By the time I finished that last blog post, I had so much Nescafé in my system that I was peeing every twelve seconds and trembling on the verge of a grande latte seizure. Lisa called and wanted me to come play at the Jack Bar, so I jitterbugged my way outside and launched myself into the back of the nearest cab.
Lisa was profoundly drunk somewhere, so I was able to play fourteen songs instead of my usual six. And for an audience that didn't once acknowledge my existence, I played the best guitar of my life. My setlist was as follows:
1. Via Chicago - Wilco
2. Long Way Home - Tom Waits
3. Our House - CSNY
4. Random Rules - Silver Jews
5. Nobody Does It Better - Carly Simon
6. Lola - The Kinks
7. Love Song - The Cure
8. Lonesome Whistle - Hank Williams
9. Sad Songs And Waltzes - Willie Nelson
10. I Wish I Was The Moon - Neko Case
11. Joan Jett Of Arc - Clem Snide
12. Ruby Tuesday - The Rolling Stones
13. Do It Again - Steely Dan
14. Restless Farewell - Bob Dylan
As you can see, I am no longer covering albums front-to-back. I have opted instead for a schizophrenic barrage of songs that I like, or that Chinese people might like. But of course, Chinese people don't like my songs. Only I like them. I usually screw up a lot, but this time I played to my satisfaction. So I bid the crowd a restless farewell and took my seat at the bar, grinning broadly. The surly teenage cowboys slid two Bud Ices my way. I saw that they had scavenged a bottle of wine for themselves, so it was a good night all around. I picked up the bottle and gave it a look: Cabernet Chawuyvnon, the label said.
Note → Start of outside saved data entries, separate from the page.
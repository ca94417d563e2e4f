use std::io::Write;

use chrono::Utc;
use tracker::{
    query::vehicles_near,
    source::{Geocoder, VehicleSource},
};
use utility::time::format_relative_at;

use super::Console;
use crate::{args::NearArgs, error::CliError, format};

pub async fn run<G, V, O, E>(
    geocoder: &G,
    source: &V,
    args: &NearArgs,
    console: &mut Console<O, E>,
) -> Result<(), CliError>
where
    G: Geocoder,
    V: VehicleSource,
    O: Write,
    E: Write,
{
    let reference = geocoder
        .geocode(&args.location)
        .await
        .ok_or_else(|| CliError::LocationNotFound(args.location.clone()))?;
    writeln!(console.err, "Searching near: {} ({})\n", args.location, reference)?;

    let vehicles = source.current_vehicles().await;
    if vehicles.is_empty() {
        return Err(CliError::NoVehicleData);
    }

    let results = vehicles_near(vehicles, &reference, args.radius);
    let out = &mut console.out;
    if results.is_empty() {
        writeln!(out, "No plows found within {} miles.", args.radius)?;
        return Ok(());
    }

    writeln!(
        out,
        "Found {} plows within {} miles:\n",
        results.len(),
        args.radius
    )?;

    let now = Utc::now();
    for result in results.iter().take(args.limit) {
        let vehicle = &result.content;
        writeln!(
            out,
            "🚛 {} — {:.2} miles away",
            vehicle.name, result.distance_miles
        )?;
        writeln!(out, "   {}", format::speed_line(vehicle))?;
        writeln!(
            out,
            "   Updated: {}",
            format_relative_at(vehicle.observed_at, now)
        )?;
        writeln!(out)?;
    }

    Ok(())
}

#[cfg(test)]
mod tests {
    use chrono::Duration;
    use model::{vehicle::VehicleReading, GeoPoint};

    use super::*;
    use crate::commands::fakes::{console, stderr, stdout, FakeFeed, FakeGeocoder};

    fn geocoder() -> FakeGeocoder {
        FakeGeocoder {
            known: "Oakland",
            point: GeoPoint::new(40.4406, -79.9959),
        }
    }

    fn reading(name: &str, latitude: f64) -> VehicleReading {
        VehicleReading {
            name: name.to_owned(),
            observed_at: Some(Utc::now() - Duration::hours(2)),
            latitude: Some(latitude),
            longitude: Some(-79.9959),
            speed_mph: 12.0,
            heading_degrees: None,
        }
    }

    fn args(location: &str, radius: f64, limit: usize) -> NearArgs {
        NearArgs {
            location: location.to_owned(),
            radius,
            limit,
        }
    }

    fn feed() -> FakeFeed {
        FakeFeed {
            vehicles: vec![
                reading("PW-far", 40.60),
                reading("PW-mid", 40.46),
                reading("PW-near", 40.4410),
            ],
            ..Default::default()
        }
    }

    #[tokio::test]
    async fn test_nearest_first_and_truncated() {
        let mut console = console();
        run(&geocoder(), &feed(), &args("Oakland", 2.0, 1), &mut console)
            .await
            .unwrap();

        let out = stdout(&console);
        assert!(out.starts_with("Found 2 plows within 2 miles:\n\n"));
        assert!(out.contains("🚛 PW-near — 0.03 miles away\n"));
        assert!(out.contains("   🟢 Moving (12.0 mph)\n"));
        assert!(out.contains("   Updated: 2 hours ago\n"));
        assert!(!out.contains("PW-mid"));
        assert!(!out.contains("PW-far"));
        assert!(stderr(&console).starts_with("Searching near: Oakland (40.4406, -79.9959)"));
    }

    #[tokio::test]
    async fn test_none_in_radius_is_not_an_error() {
        let mut console = console();
        run(&geocoder(), &feed(), &args("Oakland", 0.01, 10), &mut console)
            .await
            .unwrap();
        assert_eq!(stdout(&console), "No plows found within 0.01 miles.\n");
    }

    #[tokio::test]
    async fn test_unknown_location() {
        let mut console = console();
        let result = run(&geocoder(), &feed(), &args("Atlantis", 2.0, 10), &mut console).await;
        assert!(matches!(result, Err(CliError::LocationNotFound(location)) if location == "Atlantis"));
        assert!(stdout(&console).is_empty());
    }

    #[tokio::test]
    async fn test_empty_feed_is_an_error() {
        let mut console = console();
        let result = run(
            &geocoder(),
            &FakeFeed::default(),
            &args("Oakland", 2.0, 10),
            &mut console,
        )
        .await;
        assert!(matches!(result, Err(CliError::NoVehicleData)));
    }
}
"This is fake," I told the cowboys.
"Fake? It's French!"
"No, it's Chinese. This name's not right."
"But it cost 200 kuai!"
"Fake," I said, and offered them a couple of consolation cigarettes.
But fake or not, the cowboys had scavenged a bottle of 200 kuai wine, which was nothing to laugh about. They were triumphant, chatting on QQ, chainsmoking and passively watching Indiana Jones and the Kingdom of the Crystal Skull. And I, too, was triumphant, though with Lisa out of commission and the teenage cowboys lost in the interwang, I had absolutely no one to talk to. I went to the bathroom and there I heard a girl weeping in the stall next to mine.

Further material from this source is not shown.